Kabupaten Garut yang ada di telatah Pasundan, Jawa Barat, dikenal juga sebagai Kota Intan. Sebagian besar masyarakatnya adalah masyarakat agraris yang bertani sayur mayur. Garut dikenal juga sebagai daerah produsen Kentang. Adapun Domba atau kambing Domba adalah salah satu jenis hewan ternak yang banyak dimiliki dan disukai oleh masyarakat selain hewan-hewan lainnya seperti sapi, ayam dan bebek. Boleh dikatakan kalau Domba telah menjadi ikon kabupaten Garut.
Menurut ceritanya, kesukaan masyarakat Garut pada hewan ternak Domba ini sudah ada sejak ratusan tahun yang lalu, yaitu sekitar tahun 1915-1929 di masa pemerintahan R.A.A. Soeria Kartalegawa, Bupati ke 5.
Di masa pemerintahannya itu, Bupati Kartalegawa yang pecinta hewan Domba suka mengunjungi sahabat seperguruannya, Haji saleh, yang peternak Domba. Sebagai sesama pemilik dan pecinta hewan domba, ia meminta salah satu domba sahabatnya yang diberi nama Si Lenjang untuk dikawinkan dengan domba yang ada di Pendopo Kabupten yang bernama Si Dewa. Lenjang dan Dewa punya anak, diberi nama Si Toblo, selanjutnya Domba Si Toblo ini beranak-pinak menghasilkan keturunan domba Garut yang sampai saat ini dikhususkan hanya sebagai hewan pada pentas seni adu ketangkasan domba.
Tradisi Adu Domba di Kabupaten Garut ini pada dasarnya adalah adu ketangkasan bagi kambing-kambing besar yang menjadi ciri khas Garut yang tak lain adalah kambing Domba keturunan dari domba Si Toblo milik Bupati Soeria Kartalegawa jaman dulu. Pada umumnya, domba yang diadu ketangkasannya ini mempunyai fisik yang kekar dengan berat sekitar 60-80 Kg, tanduk baplang (besar seperti kumis pria yang melebar), warna bulu kebanyakan putih dan telinga ngagiri. Perkembangan selanjutnya dari pemeliharaan domba garut mengarah pada dua sasaran utama, yaitu sebagai penghasil daging dan untuk kesenangan atau hobi.

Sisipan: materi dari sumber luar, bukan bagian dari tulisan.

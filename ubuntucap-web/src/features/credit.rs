//! Credit score analytics, history, calculation and loan offers.

use super::{Feature, Loadable, action_failed};
use crate::api::UbuntuCapApi;
use crate::notify::NoticeBoard;
use shared::format::format_score;
use shared::models::{
    CalculateScoreRequest, CreditScoreResult, LoanOffer, ScoreAnalytics, ScoreHistoryEntry,
};
use std::fmt;
use std::rc::Rc;
use tracing::{debug, info};
use yewdux::{Context, Store};

#[derive(Debug, Clone, Copy, PartialEq, Eq)]
pub enum CreditView {
    Overview,
    History,
    Offers,
}

/// Current offers and everything offered before.
#[derive(Debug, Clone, Default, PartialEq, Eq)]
pub struct OfferBook {
    pub current: Vec<LoanOffer>,
    pub history: Vec<LoanOffer>,
}

#[derive(Debug, Clone, Default, PartialEq, Store)]
pub struct CreditState {
    pub analytics: Loadable<ScoreAnalytics>,
    pub history: Loadable<Vec<ScoreHistoryEntry>>,
    pub offers: Loadable<OfferBook>,
    pub last_result: Option<CreditScoreResult>,
    pub calculating: bool,
    /// Offer with an accept or decline in flight.
    pub pending_offer: Option<String>,
}

#[derive(Clone)]
pub struct CreditManager {
    feature: Rc<Feature<CreditView, CreditState>>,
    api: UbuntuCapApi,
    notices: NoticeBoard,
}

impl fmt::Debug for CreditManager {
    fn fmt(&self, f: &mut fmt::Formatter<'_>) -> fmt::Result {
        f.debug_struct("CreditManager")
            .field("feature", &self.feature)
            .finish_non_exhaustive()
    }
}

impl CreditManager {
    pub fn new(cx: &Context, api: UbuntuCapApi, notices: NoticeBoard) -> Self {
        Self {
            feature: Feature::new("credit", CreditView::Overview, cx),
            api,
            notices,
        }
    }

    pub fn view(&self) -> CreditView {
        self.feature.view()
    }

    pub fn snapshot(&self) -> CreditState {
        self.feature.state()
    }

    pub async fn show_overview(&self) {
        let ticket = self.feature.enter(CreditView::Overview, |state| {
            state.analytics = Loadable::Loading;
        });
        let api = self.api.clone();
        self.feature
            .load(
                ticket,
                "Loading credit analytics",
                async move { api.score_analytics().await },
                |state, analytics| state.analytics = analytics,
            )
            .await;
    }

    pub async fn show_history(&self) {
        let ticket = self.feature.enter(CreditView::History, |state| {
            state.history = Loadable::Loading;
        });
        let api = self.api.clone();
        self.feature
            .load(
                ticket,
                "Loading score history",
                async move { api.score_history().await },
                |state, history| state.history = history,
            )
            .await;
    }

    pub async fn show_offers(&self) {
        let ticket = self.feature.enter(CreditView::Offers, |state| {
            state.offers = Loadable::Loading;
        });
        let api = self.api.clone();
        self.feature
            .load(
                ticket,
                "Loading loan offers",
                async move {
                    let (current, history) =
                        futures::try_join!(api.current_offers(), api.offer_history())?;
                    Ok(OfferBook { current, history })
                },
                |state, offers| state.offers = offers,
            )
            .await;
    }

    /// Re-enters the current view, refetching its data.
    pub async fn refresh(&self) {
        match self.view() {
            CreditView::Overview => self.show_overview().await,
            CreditView::History => self.show_history().await,
            CreditView::Offers => self.show_offers().await,
        }
    }

    /// Runs a fresh score calculation, then refreshes the view.
    pub async fn calculate_score(&self) -> bool {
        if self.feature.with_state(|state| state.calculating) {
            debug!("score calculation already running");
            return false;
        }
        self.feature.update(|state| state.calculating = true);

        match self.api.calculate_score(&CalculateScoreRequest::default()).await {
            Ok(result) => {
                info!(score = ?result.credit_score, "credit score calculated");
                self.notices.success(format!(
                    "Credit score calculated: {} ({})",
                    format_score(result.credit_score),
                    result.category()
                ));
                self.feature.update(|state| {
                    state.calculating = false;
                    state.last_result = Some(result);
                });
                self.refresh().await;
                true
            }
            Err(err) => {
                action_failed(&self.notices, "Credit score calculation", &[], &err);
                self.feature.update(|state| state.calculating = false);
                false
            }
        }
    }

    pub async fn accept_offer(&self, offer_id: &str) -> bool {
        self.respond_to_offer(offer_id, true).await
    }

    pub async fn decline_offer(&self, offer_id: &str) -> bool {
        self.respond_to_offer(offer_id, false).await
    }

    async fn respond_to_offer(&self, offer_id: &str, accept: bool) -> bool {
        if self.feature.with_state(|state| state.pending_offer.is_some()) {
            debug!(offer_id, "offer response already in flight");
            return false;
        }
        let id = offer_id.to_string();
        self.feature.update(|state| state.pending_offer = Some(id));

        let (outcome, operation, fallback) = if accept {
            (
                self.api.accept_offer(offer_id).await,
                "Accepting offer",
                "Offer accepted. Your loan is being processed.",
            )
        } else {
            (
                self.api.decline_offer(offer_id).await,
                "Declining offer",
                "Offer declined.",
            )
        };
        self.feature.update(|state| state.pending_offer = None);

        match outcome {
            Ok(ack) => {
                info!(offer_id, accept, "offer answered");
                self.notices
                    .success(ack.message.unwrap_or_else(|| fallback.to_string()));
                self.show_offers().await;
                true
            }
            Err(err) => {
                action_failed(&self.notices, operation, &[], &err);
                false
            }
        }
    }

    pub fn reset(&self) {
        self.feature.cancel();
        self.feature.update(|state| *state = CreditState::default());
    }
}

Adu ketangkasan Domba Garut ini biasanya diselenggarakan di lapangan luas dengan diiringi alunan musik tradisional. Adapun fakta yang yang cukup menarik dibalik acara tradisi adu domba ini adalah bahwa adu ketangkasan ini dapat meningkatkan ‘kelas‘ si kambing. Sehingga dengan demikian sang Juragan pemilik Domba dapat meningkatkan harga jual dari domba atau kambingnya. Semakin sering juara di arena laga, harga jual domba bisa mencapai ratusan juta rupiah.
Domba yang akan diadu disesuaikan dengan kelasnya, tidak asal adu saja. Ada beberapa kategori, atau kelas dari domba. Seperti halnya permainan tinju, ada kelas bantam, kelas ringan, kelas berat, dan sebagainya. Dalam pertandingan adu ketangkasan omba tersebut ada Juri dan ada Wasit yang memimpin pertandingan.
Sebelum pertunjukan dimulai biasanya pemilik kambing domba (petandang) akan menunggu instruksi serta aba-aba dari wasit yang mengatur jalannya pertandingan. Sebelumnya juri dan wasit akan membuat kesepakatan, misalnya maksimal sampai 20 kali adu tanduk domba sebelum dilakukan penilaian siapa yang akan menjadi juara.
Jika setelah melewati pukulan ketujuh atau mulai kedelapan sudah ada domba yang cedera (slek), maka dianggap gugur (kalah).
Selanjutnya, setelah pukulan yang ke-15, petandang akan diberikan kesempatan untuk melihat kondisi domba, serta memijat domba agar bisa kembali memiliki tenaga untuk menghabiskan sisa 5 aduan berikutnya.
Adapun beberapa Kriteria Penilaian dalam tradisi adu domba ada beberapa kriteria penilaian. Mulai dari cara adeg-adeg atau sikap domba ketika mengambil ancang-ancang, kesehatan, teknik pukulan, keberanian, hingga cara atau tehnik bertandingnya si Domba. Dari beberapa point tersebut nilai akan diakumulasikan sehingga menjadi point tertinggi. Point tertinggi adalah tehnik bertanding yang mencapai 30 point, tertinggi kedua adalah tehnik pukulan sebesar 25 point.